Activity: Among the lines of the material below, count those holding "anyhow". Report the number by itself.

Records to process:

//! Error types for report persistence and notification delivery

use thiserror::Error;

/// Errors from the side-effect collaborators
#[derive(Debug, Error)]
pub enum NotifyError {
    /// Mail gateway configuration is missing or invalid
    #[error("mail gateway configuration error: {0}")]
    Config(String),

    /// The gateway accepted the connection but refused the delivery
    #[error("delivery failed: {0}")]
    Delivery(String),

    /// Network or HTTP error
    #[error("HTTP error: {0}")]
    Http(#[from] reqwest::Error),

    /// Report write failed
    #[error("report write failed: {0}")]
    Io(#[from] std::io::Error),
}
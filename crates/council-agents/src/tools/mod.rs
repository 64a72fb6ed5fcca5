//! Data tools the analyst stages may call

mod market_data;
mod news;

pub use market_data::MarketCandlesTool;
pub use news::NewsHeadlinesTool;

use async_trait::async_trait;
use serde_json::Value;

/// Trait for tools an analyst stage can execute
///
/// Each tool provides a name, a description, and a JSON Schema for its
/// input; the executor advertises these to the LLM and dispatches
/// invocations by name.
#[async_trait]
pub trait Tool: Send + Sync {
    /// Execute the tool with given parameters
    async fn execute(&self, params: Value) -> anyhow::Result<Value>;

    /// Tool name (must be unique within a stage)
    fn name(&self) -> &str;

    /// Description that helps the LLM decide when to call this tool
    fn description(&self) -> &str;

    /// JSON Schema describing the tool input
    fn input_schema(&self) -> Value;
}
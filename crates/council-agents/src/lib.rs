//! Deliberation stages for council-rs
//!
//! This crate provides the concrete stages the pipeline driver runs:
//!
//! - Four independent analysts (market, sentiment, news, fundamentals),
//!   each populating its own once-only report field
//! - The bull/bear research debate and its judge
//! - The trader, turning the research conclusion into a plan
//! - The risky/safe/neutral risk debate and the risk judge that issues the
//!   terminal trade decision
//!
//! Every stage is one opaque call from the driver's point of view: it reads
//! the current state, talks to the reasoning provider (optionally through
//! data tools), and returns a partial update. [`build_pipeline`] wires the
//! full roster into the standard stage order.

pub mod analysts;
pub mod config;
mod context;
pub mod council;
pub mod executor;
pub mod researchers;
pub mod risk;
pub mod tools;
pub mod trader;

#[cfg(test)]
mod testing;

pub use analysts::Analyst;
pub use config::{ConfigError, CouncilConfig, CouncilConfigBuilder};
pub use council::build_pipeline;
pub use executor::{StageExecutor, StageTranscript};
pub use researchers::{BearResearcher, BullResearcher, ResearchJudge};
pub use risk::{RiskDebater, RiskJudge, RiskStance};
pub use tools::{MarketCandlesTool, NewsHeadlinesTool, Tool};
pub use trader::Trader;
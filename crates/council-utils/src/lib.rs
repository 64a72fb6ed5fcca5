//! Shared utilities for council-rs

pub mod logging;
pub mod text;

pub use logging::init_tracing;
pub use text::strip_comment_lines;
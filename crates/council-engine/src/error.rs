//! Error taxonomy for deliberation runs
//!
//! Only [`EngineError::StageFailure`] and [`EngineError::UnparseableDecision`]
//! unwind a run. Persistence and notification failures are owned by the
//! callers of those collaborators and never surface here.

use thiserror::Error;

/// Result type alias for engine operations
pub type Result<T> = std::result::Result<T, EngineError>;

/// Errors raised by the deliberation core
#[derive(Error, Debug)]
pub enum EngineError {
    /// A stage's reasoning collaborator errored; the run is aborted
    #[error("stage '{stage}' failed: {source}")]
    StageFailure {
        stage: String,
        #[source]
        source: anyhow::Error,
    },

    /// A stage group was dispatched before its declared preconditions held
    #[error("group '{group}' requires populated field '{field}'")]
    PreconditionFailed { group: String, field: String },

    /// The terminal decision text is empty, so no signal can be extracted
    #[error("final trade decision is empty; no signal to extract")]
    UnparseableDecision,

    /// A section required in the final report is absent from the terminal state
    #[error("report section missing from terminal state: {0}")]
    MissingSection(&'static str),
}
//! Decision signal extraction from free-text judge output
//!
//! Keyword precedence is a policy choice, not a language fact: when a text
//! ambiguously contains several action keywords, **Buy wins over Sell, and
//! anything without a buy or sell keyword resolves to Hold**. Hold is the
//! conservative default for keyword-free prose ("no strong signal either
//! way"); only empty or whitespace-only decision text is an error.

use crate::error::{EngineError, Result};
use regex::Regex;
use serde::{Deserialize, Serialize};
use std::fmt;
use std::sync::LazyLock;

static BUY: LazyLock<Regex> =
    LazyLock::new(|| Regex::new(r"(?i)\bbuy\b").expect("valid literal pattern"));
static SELL: LazyLock<Regex> =
    LazyLock::new(|| Regex::new(r"(?i)\bsell\b").expect("valid literal pattern"));

/// Normalized trading decision
#[derive(Debug, Clone, Copy, PartialEq, Eq, Serialize, Deserialize)]
pub enum TradeSignal {
    Buy,
    Sell,
    Hold,
}

impl TradeSignal {
    /// Extract the decision signal from the terminal free-text decision
    ///
    /// Matching is case-insensitive on whole-word keyword presence, with the
    /// documented precedence: `buy` is checked before `sell`, and text with
    /// neither keyword is `Hold`. Empty text yields
    /// [`EngineError::UnparseableDecision`].
    pub fn extract(text: &str) -> Result<Self> {
        if text.trim().is_empty() {
            return Err(EngineError::UnparseableDecision);
        }

        if BUY.is_match(text) {
            Ok(Self::Buy)
        } else if SELL.is_match(text) {
            Ok(Self::Sell)
        } else {
            Ok(Self::Hold)
        }
    }
}

impl fmt::Display for TradeSignal {
    fn fmt(&self, f: &mut fmt::Formatter<'_>) -> fmt::Result {
        let name = match self {
            Self::Buy => "Buy",
            Self::Sell => "Sell",
            Self::Hold => "Hold",
        };
        write!(f, "{name}")
    }
}

#[cfg(test)]
mod tests {
    use super::*;

    #[test]
    fn test_buy_extraction() {
        let signal = TradeSignal::extract("I recommend we BUY given strong momentum").unwrap();
        assert_eq!(signal, TradeSignal::Buy);
    }

    #[test]
    fn test_sell_extraction() {
        let signal = TradeSignal::extract("This is a clear SELL signal").unwrap();
        assert_eq!(signal, TradeSignal::Sell);
    }

    #[test]
    fn test_keyword_free_text_defaults_to_hold() {
        let signal = TradeSignal::extract("No strong signal either way").unwrap();
        assert_eq!(signal, TradeSignal::Hold);
    }

    #[test]
    fn test_conflicting_keywords_resolve_buy_first() {
        // Documented precedence: Buy is checked before Sell.
        let signal = TradeSignal::extract("sell vs buy: buy wins").unwrap();
        assert_eq!(signal, TradeSignal::Buy);
    }

    #[test]
    fn test_word_boundary_matching() {
        // "buyback" must not count as a buy keyword on its own.
        assert_eq!(
            TradeSignal::extract("a buyback program was announced").unwrap(),
            TradeSignal::Hold
        );
        assert_eq!(
            TradeSignal::extract("selling pressure from the buyback, but still: buy").unwrap(),
            TradeSignal::Buy
        );
    }

    #[test]
    fn test_case_insensitive() {
        assert_eq!(
            TradeSignal::extract("final answer: Sell.").unwrap(),
            TradeSignal::Sell
        );
    }

    #[test]
    fn test_empty_text_is_unparseable() {
        assert!(matches!(
            TradeSignal::extract("   "),
            Err(EngineError::UnparseableDecision)
        ));
        assert!(matches!(
            TradeSignal::extract(""),
            Err(EngineError::UnparseableDecision)
        ));
    }

    #[test]
    fn test_display_normalized_form() {
        assert_eq!(TradeSignal::Buy.to_string(), "Buy");
        assert_eq!(TradeSignal::Hold.to_string(), "Hold");
    }
}
//! Trader stage - turns the research conclusion into an actionable plan

use crate::config::CouncilConfig;
use crate::context::{analyst_digest, preferences_block};
use crate::executor::StageExecutor;
use async_trait::async_trait;
use council_engine::{AnalysisState, Stage, StateUpdate};
use council_llm::LLMProvider;
use std::sync::Arc;

const TRADER_PROMPT: &str = r"You are the trader on the desk.

Turn the research conclusion into a concrete, actionable plan: direction,
entry approach, position size relative to the operator's preferences, and
the conditions that would invalidate the trade. If the research conclusion
does not justify a position, say so plainly and plan accordingly.";

/// Produces the once-only trader plan after the research judge has ruled
pub struct Trader {
    executor: StageExecutor,
}

impl Trader {
    pub fn new(provider: Arc<dyn LLMProvider>, config: &CouncilConfig) -> Self {
        Self {
            executor: StageExecutor::new(provider, config),
        }
    }
}

#[async_trait]
impl Stage for Trader {
    fn name(&self) -> &str {
        "trader"
    }

    async fn run(&self, state: &AnalysisState) -> anyhow::Result<StateUpdate> {
        let input = format!(
            "Asset: {asset}\nTrade date: {date}\n\n\
             Analyst reports:\n{digest}\n\
             Research conclusion:\n{conclusion}\n\n\
             Operator preferences:\n{prefs}\n\n\
             Write your investment plan.",
            asset = state.asset,
            date = state.trade_date.format("%Y-%m-%d"),
            digest = analyst_digest(state),
            conclusion = state
                .investment_debate
                .judge_decision
                .as_deref()
                .unwrap_or_default(),
            prefs = preferences_block(state),
        );

        let transcript = self.executor.run(TRADER_PROMPT, input).await?;

        Ok(StateUpdate {
            messages: transcript.messages,
            trader_plan: Some(transcript.final_text),
            ..Default::default()
        })
    }
}

#[cfg(test)]
mod tests {
    use super::*;
    use crate::testing::scripted_provider;
    use chrono::NaiveDate;

    #[tokio::test]
    async fn test_trader_sets_plan() {
        let mut state = AnalysisState::new(
            "BTC",
            NaiveDate::from_ymd_opt(2025, 6, 2).unwrap(),
            "",
            vec![],
        );
        state.apply(StateUpdate {
            investment_judge_decision: Some("buy small".to_string()),
            ..Default::default()
        });

        let trader = Trader::new(
            scripted_provider(vec!["scale in over three days"]),
            &CouncilConfig::default(),
        );
        let update = trader.run(&state).await.unwrap();

        assert_eq!(
            update.trader_plan.as_deref(),
            Some("scale in over three days")
        );
        assert!(update.final_trade_decision.is_none());
    }
}
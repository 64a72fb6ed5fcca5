//! Small text helpers

/// Drop lines whose first non-whitespace character is `#`
///
/// The operator preferences file uses `#` for comment lines; only the
/// remaining content is handed to the stages.
pub fn strip_comment_lines(text: &str) -> String {
    text.lines()
        .filter(|line| !line.trim_start().starts_with('#'))
        .collect::<Vec<_>>()
        .join("\n")
}
//! Report assembly from the terminal snapshot
//!
//! Pulls exactly the once-only report fields plus the normalized decision,
//! in a fixed order. A field that should exist but does not is a
//! data-integrity error, never a silent gap: an enabled analyst without a
//! report, or any missing terminal field, fails the assembly.

use crate::error::{EngineError, Result};
use crate::signal::TradeSignal;
use crate::state::{AnalysisState, AnalystKind};

/// One named section of the persisted report
#[derive(Debug, Clone, PartialEq, Eq)]
pub struct ReportSection {
    /// Section title
    pub title: &'static str,

    /// Section body text
    pub body: String,
}

/// Assemble the ordered report sections from a terminal snapshot
///
/// Section order: the enabled analyst reports (canonical order), the
/// research judge conclusion, the trader plan, the risk judge conclusion,
/// the terminal decision text, and the normalized decision.
pub fn assemble(
    state: &AnalysisState,
    enabled: &[AnalystKind],
    decision: TradeSignal,
) -> Result<Vec<ReportSection>> {
    let mut sections = Vec::new();

    for kind in AnalystKind::ALL {
        if !enabled.contains(&kind) {
            continue;
        }
        let body = required(state, kind.report_path())?;
        sections.push(ReportSection {
            title: kind.section_title(),
            body,
        });
    }

    sections.push(ReportSection {
        title: "Research Conclusion",
        body: required(state, "investment_debate.judge_decision")?,
    });
    sections.push(ReportSection {
        title: "Trader Investment Plan",
        body: required(state, "trader_plan")?,
    });
    sections.push(ReportSection {
        title: "Risk Assessment",
        body: required(state, "risk_debate.judge_decision")?,
    });
    sections.push(ReportSection {
        title: "Final Trade Decision",
        body: required(state, "final_trade_decision")?,
    });
    sections.push(ReportSection {
        title: "Decision",
        body: decision.to_string(),
    });

    Ok(sections)
}

fn required(state: &AnalysisState, path: &'static str) -> Result<String> {
    state
        .field(path)
        .filter(|v| !v.is_empty())
        .map(str::to_string)
        .ok_or(EngineError::MissingSection(path))
}

#[cfg(test)]
mod tests {
    use super::*;
    use crate::state::StateUpdate;
    use chrono::NaiveDate;

    fn completed_state() -> AnalysisState {
        let mut s = AnalysisState::new(
            "BTC",
            NaiveDate::from_ymd_opt(2025, 6, 2).unwrap(),
            "",
            vec![],
        );
        s.apply(StateUpdate {
            market_report: Some("bullish breakout".to_string()),
            sentiment_report: Some("neutral".to_string()),
            investment_judge_decision: Some("buy small".to_string()),
            trader_plan: Some("scale in over three days".to_string()),
            risk_judge_decision: Some("approved with a 2% cap".to_string()),
            final_trade_decision: Some("Final recommendation: BUY".to_string()),
            ..Default::default()
        });
        s
    }

    #[test]
    fn test_full_scripted_run_assembly() {
        let enabled = [AnalystKind::Market, AnalystKind::Sentiment];
        let sections = assemble(&completed_state(), &enabled, TradeSignal::Buy).unwrap();

        let titles: Vec<_> = sections.iter().map(|s| s.title).collect();
        assert_eq!(
            titles,
            vec![
                "Market Analysis",
                "Sentiment Analysis",
                "Research Conclusion",
                "Trader Investment Plan",
                "Risk Assessment",
                "Final Trade Decision",
                "Decision",
            ]
        );

        assert_eq!(sections[0].body, "bullish breakout");
        assert_eq!(sections[1].body, "neutral");
        assert_eq!(sections[2].body, "buy small");
        // The normalized decision rides along as its own section.
        assert_eq!(sections.last().unwrap().body, "Buy");
    }

    #[test]
    fn test_disabled_analyst_is_omitted_not_an_error() {
        let sections =
            assemble(&completed_state(), &[AnalystKind::Market], TradeSignal::Buy).unwrap();
        assert!(sections.iter().all(|s| s.title != "Sentiment Analysis"));
    }

    #[test]
    fn test_enabled_analyst_without_report_is_integrity_error() {
        let enabled = [AnalystKind::Market, AnalystKind::News];
        let err = assemble(&completed_state(), &enabled, TradeSignal::Buy).unwrap_err();
        assert!(matches!(err, EngineError::MissingSection("news_report")));
    }

    #[test]
    fn test_missing_terminal_field_is_integrity_error() {
        let mut state = completed_state();
        state.trader_plan = None;

        let err = assemble(&state, &[AnalystKind::Market], TradeSignal::Buy).unwrap_err();
        assert!(matches!(err, EngineError::MissingSection("trader_plan")));
    }
}
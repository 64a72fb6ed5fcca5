//! Tool definitions advertised to the LLM

use serde::{Deserialize, Serialize};

/// Definition of a tool the LLM may call
///
/// The `input_schema` is a JSON Schema object describing the parameters the
/// tool expects; the LLM uses it to generate valid invocations.
#[derive(Debug, Clone, Serialize, Deserialize)]
pub struct ToolDefinition {
    /// Tool name (unique within a request)
    pub name: String,

    /// Description that helps the LLM decide when to call this tool
    pub description: String,

    /// JSON Schema for the tool's input
    pub input_schema: serde_json::Value,
}

impl ToolDefinition {
    /// Create a new tool definition
    pub fn new(
        name: impl Into<String>,
        description: impl Into<String>,
        input_schema: serde_json::Value,
    ) -> Self {
        Self {
            name: name.into(),
            description: description.into(),
            input_schema,
        }
    }
}
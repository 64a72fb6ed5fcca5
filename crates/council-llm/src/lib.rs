//! Reasoning-collaborator seam for council-rs
//!
//! Every deliberation stage talks to its reasoning service through the types
//! in this crate: a conversation model with a single tagged variant for tool
//! invocations, completion request/response types, and the [`LLMProvider`]
//! trait. Tool calls coming back from a provider are normalized into
//! [`ContentBlock::ToolUse`] exactly once, at the provider boundary, so no
//! downstream code ever re-discriminates wire shapes.

pub mod completion;
pub mod error;
pub mod messages;
pub mod provider;
pub mod providers;
pub mod tools;

pub use completion::{
    CompletionRequest, CompletionRequestBuilder, CompletionResponse, StopReason, TokenUsage,
};
pub use error::{LLMError, Result};
pub use messages::{ContentBlock, Message, MessageContent, Role};
pub use provider::LLMProvider;
pub use providers::{OpenAIConfig, OpenAIProvider};
pub use tools::ToolDefinition;
//! Idempotent completion tracking over the snapshot stream
//!
//! The pipeline emits the entire cumulative state after every stage, so a
//! naive "field is non-empty" check would re-announce every completed field
//! on every subsequent snapshot. The tracker keeps a value-versioned map
//! (field path -> last reported value) and fires once per once-only field,
//! or once per *distinct* value for the multi-round risk-debate fields. A
//! round that repeats the previous value verbatim never re-fires.

use crate::state::AnalysisState;
use std::collections::HashMap;

/// Completion policy for a tracked field
#[derive(Debug, Clone, Copy, PartialEq, Eq)]
pub enum TrackPolicy {
    /// Fires exactly once for the whole run, on first non-empty value
    Once,

    /// Fires on every transition to a value different from the last
    /// reported one
    PerValue,
}

/// A field-completed notification
#[derive(Debug, Clone, PartialEq, Eq)]
pub struct FieldEvent {
    /// Dotted field path within the analysis state
    pub path: &'static str,

    /// Human-readable banner for the console/log channel
    pub label: &'static str,

    /// The value that triggered the event
    pub value: String,
}

struct TrackedField {
    path: &'static str,
    label: &'static str,
    policy: TrackPolicy,
}

/// Observes cumulative snapshots and emits each completion exactly once
pub struct CompletionTracker {
    fields: Vec<TrackedField>,
    reported: HashMap<&'static str, String>,
}

impl CompletionTracker {
    /// Tracker over the standard deliberation field set
    pub fn new() -> Self {
        use TrackPolicy::{Once, PerValue};

        let fields = vec![
            TrackedField {
                path: "market_report",
                label: "Market Analysis Completed",
                policy: Once,
            },
            TrackedField {
                path: "sentiment_report",
                label: "Sentiment Analysis Completed",
                policy: Once,
            },
            TrackedField {
                path: "news_report",
                label: "News Analysis Completed",
                policy: Once,
            },
            TrackedField {
                path: "fundamentals_report",
                label: "Fundamentals Analysis Completed",
                policy: Once,
            },
            TrackedField {
                path: "investment_debate.bull_history",
                label: "Research Team Debate - Bull (In Progress)",
                policy: PerValue,
            },
            TrackedField {
                path: "investment_debate.bear_history",
                label: "Research Team Debate - Bear (In Progress)",
                policy: PerValue,
            },
            TrackedField {
                path: "investment_debate.judge_decision",
                label: "Research Team Debate Completed",
                policy: Once,
            },
            TrackedField {
                path: "trader_plan",
                label: "Trader Investment Planning Completed",
                policy: Once,
            },
            TrackedField {
                path: "risk_debate.current_risky_response",
                label: "Risk Discussion - Risky (In Progress)",
                policy: PerValue,
            },
            TrackedField {
                path: "risk_debate.current_safe_response",
                label: "Risk Discussion - Safe (In Progress)",
                policy: PerValue,
            },
            TrackedField {
                path: "risk_debate.current_neutral_response",
                label: "Risk Discussion - Neutral (In Progress)",
                policy: PerValue,
            },
            TrackedField {
                path: "risk_debate.judge_decision",
                label: "Risk Discussion Completed",
                policy: Once,
            },
            TrackedField {
                path: "final_trade_decision",
                label: "Final Trade Decision Ready",
                policy: Once,
            },
        ];

        Self {
            fields,
            reported: HashMap::new(),
        }
    }

    /// Observe one cumulative snapshot; returns zero or more new events
    ///
    /// Never mutates the state it observes. Replaying an already-seen
    /// snapshot yields no events.
    pub fn observe(&mut self, snapshot: &AnalysisState) -> Vec<FieldEvent> {
        let mut events = Vec::new();

        for field in &self.fields {
            let Some(value) = snapshot.field(field.path) else {
                continue;
            };
            if value.is_empty() {
                continue;
            }

            let fires = match field.policy {
                TrackPolicy::Once => !self.reported.contains_key(field.path),
                TrackPolicy::PerValue => {
                    self.reported.get(field.path).map(String::as_str) != Some(value)
                }
            };

            if fires {
                self.reported.insert(field.path, value.to_string());
                events.push(FieldEvent {
                    path: field.path,
                    label: field.label,
                    value: value.to_string(),
                });
            }
        }

        events
    }
}

impl Default for CompletionTracker {
    fn default() -> Self {
        Self::new()
    }
}

#[cfg(test)]
mod tests {
    use super::*;
    use crate::state::StateUpdate;
    use chrono::NaiveDate;

    fn state() -> AnalysisState {
        AnalysisState::new(
            "BTC",
            NaiveDate::from_ymd_opt(2025, 6, 2).unwrap(),
            "",
            vec![],
        )
    }

    fn paths(events: &[FieldEvent]) -> Vec<&'static str> {
        events.iter().map(|e| e.path).collect()
    }

    #[test]
    fn test_once_only_field_fires_exactly_once() {
        let mut tracker = CompletionTracker::new();
        let mut s = state();

        s.apply(StateUpdate {
            market_report: Some("bullish breakout".to_string()),
            ..Default::default()
        });

        // Snapshot k: the field was just set.
        assert_eq!(paths(&tracker.observe(&s)), vec!["market_report"]);

        // Snapshots k+1..n repeat the unchanged value - no further events.
        for _ in 0..5 {
            assert!(tracker.observe(&s).is_empty());
        }
    }

    #[test]
    fn test_multi_round_field_fires_per_distinct_value() {
        let mut tracker = CompletionTracker::new();
        let mut s = state();
        let mut fired = 0;

        for value in ["A", "A", "B", "B", "C"] {
            s.apply(StateUpdate {
                risky_response: Some(value.to_string()),
                ..Default::default()
            });
            fired += tracker.observe(&s).len();
        }

        // "A", "B", "C" - never a repeat of the immediately preceding value.
        assert_eq!(fired, 3);
    }

    #[test]
    fn test_empty_value_is_not_a_completion() {
        let mut tracker = CompletionTracker::new();
        let mut s = state();

        s.apply(StateUpdate {
            news_report: Some(String::new()),
            ..Default::default()
        });

        assert!(tracker.observe(&s).is_empty());
    }

    #[test]
    fn test_replaying_terminal_snapshot_is_idempotent() {
        let mut tracker = CompletionTracker::new();
        let mut s = state();

        s.apply(StateUpdate {
            market_report: Some("bullish".to_string()),
            sentiment_report: Some("neutral".to_string()),
            investment_judge_decision: Some("buy small".to_string()),
            trader_plan: Some("scale in".to_string()),
            risky_response: Some("lever up".to_string()),
            safe_response: Some("stay light".to_string()),
            neutral_response: Some("split the difference".to_string()),
            risk_judge_decision: Some("approved with limits".to_string()),
            final_trade_decision: Some("Final recommendation: BUY".to_string()),
            ..Default::default()
        });

        let first = tracker.observe(&s);
        assert_eq!(first.len(), 9);

        // Replay: zero new events the second time.
        assert!(tracker.observe(&s).is_empty());
    }

    #[test]
    fn test_events_carry_label_and_value() {
        let mut tracker = CompletionTracker::new();
        let mut s = state();

        s.apply(StateUpdate {
            fundamentals_report: Some("undervalued".to_string()),
            ..Default::default()
        });

        let events = tracker.observe(&s);
        assert_eq!(events.len(), 1);
        assert_eq!(events[0].label, "Fundamentals Analysis Completed");
        assert_eq!(events[0].value, "undervalued");
    }

    #[test]
    fn test_distinct_fields_do_not_interfere() {
        let mut tracker = CompletionTracker::new();
        let mut s = state();

        s.apply(StateUpdate {
            risky_response: Some("push harder".to_string()),
            ..Default::default()
        });
        assert_eq!(
            paths(&tracker.observe(&s)),
            vec!["risk_debate.current_risky_response"]
        );

        // A safe response arriving later does not re-fire the risky one.
        s.apply(StateUpdate {
            safe_response: Some("trim exposure".to_string()),
            ..Default::default()
        });
        assert_eq!(
            paths(&tracker.observe(&s)),
            vec!["risk_debate.current_safe_response"]
        );
    }
}
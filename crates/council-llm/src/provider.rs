//! LLM provider trait definition

use crate::{CompletionRequest, CompletionResponse, Result};
use async_trait::async_trait;

/// Trait for reasoning-service providers
///
/// Implementations provide access to a chat-completion service. The rest of
/// the system treats a provider as an opaque collaborator: it receives the
/// full conversation plus tool definitions and returns a single assistant
/// message.
#[async_trait]
pub trait LLMProvider: Send + Sync {
    /// Generate a completion from the LLM
    async fn complete(&self, request: CompletionRequest) -> Result<CompletionResponse>;

    /// Get the provider name (e.g., "openai")
    fn name(&self) -> &str;
}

Answer section: 3